Here we need to use the previous node search function. After all, if you want to delete a node, you must have a node to delete for you~

HNode* hash = NULL;
HNode* ret = NULL;
int key = 10;
HASH_FIND_INT(hash,&key,ret);
if(ret!=NULL)
{
    
    
	HASH_DEL(hash,ret);
	free(ret);
}

Of course, we have added a free operation here to explain 只是将节点从哈希表中移除,并没有将节点的空间进行释放that we need the free function to release its space.

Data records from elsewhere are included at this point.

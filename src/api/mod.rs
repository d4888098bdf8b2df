//! HTTP API Module
//!
//! Operator-facing surface: readiness, status, and remote shutdown.

mod http;

pub use http::HttpServer;
//! Steward - Cluster Node Agent
//!
//! A cluster node agent that participates in leader election and maintains a
//! live view of cluster membership, coordinating solely through a shared,
//! strongly-consistent external coordination store (sessions/leases,
//! key-value, watches, and an election primitive).
//!
//! # Architecture
//!
//! Each node opens exactly one lease-backed session against the coordination
//! store. The election coordinator campaigns for leadership under that
//! session; the membership registry announces the node under a shared member
//! namespace bound to the same lease and watches it for join/leave events;
//! the lifecycle controller sequences startup and shutdown around them.
//! Closing the session releases the election claim and the membership record
//! in one stroke, which is also what makes crash cleanup automatic: a dead
//! node's records vanish when its lease expires.
//!
//! # Features
//!
//! - Session-bound leader election with idempotent resignation
//! - Lease-backed membership with automatic crash cleanup
//! - Join/leave observation with self-event suppression
//! - Graceful shutdown sequencing under a single cancellation context
//! - HTTP API for readiness, status, and remote shutdown
//! - Pluggable coordination-store backend behind an async trait

pub mod api;
pub mod config;
pub mod coord;
pub mod error;
pub mod node;

pub use config::StewardConfig;
pub use error::{Error, Result};

/// Re-export commonly used types
pub mod prelude {
    pub use crate::config::StewardConfig;
    pub use crate::coord::{CoordinationStore, MemoryCoordinationStore, Session};
    pub use crate::error::{Error, Result};
    pub use crate::node::{
        ElectionCoordinator, LifecycleOptions, LifecycleState, MembershipChange,
        MembershipEvent, MembershipRegistry, NodeDescriptor, NodeLifecycle,
    };
}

Note: The deletion of strings is similar to the above, so we will not list them here.

5. Delete all nodes

HNode* hash = NULL;
HNode* cur, *next;
HASH_ITER(hh,hash,cur,next)//这里的hh就是处理句柄
{
    
    
	HASH_DEL(hash,cur);
	free(cur);
}

Here we can think of it as a deletion operation of a linked list. As for the macro here, it is a bit strange because the implementation principle is that the for循环meaning of this code is to obtain an element from the hash table, while retaining the next element, and remove this element from the hash table. Remove it from the table and release its space at the same time until there is no data in the hash table!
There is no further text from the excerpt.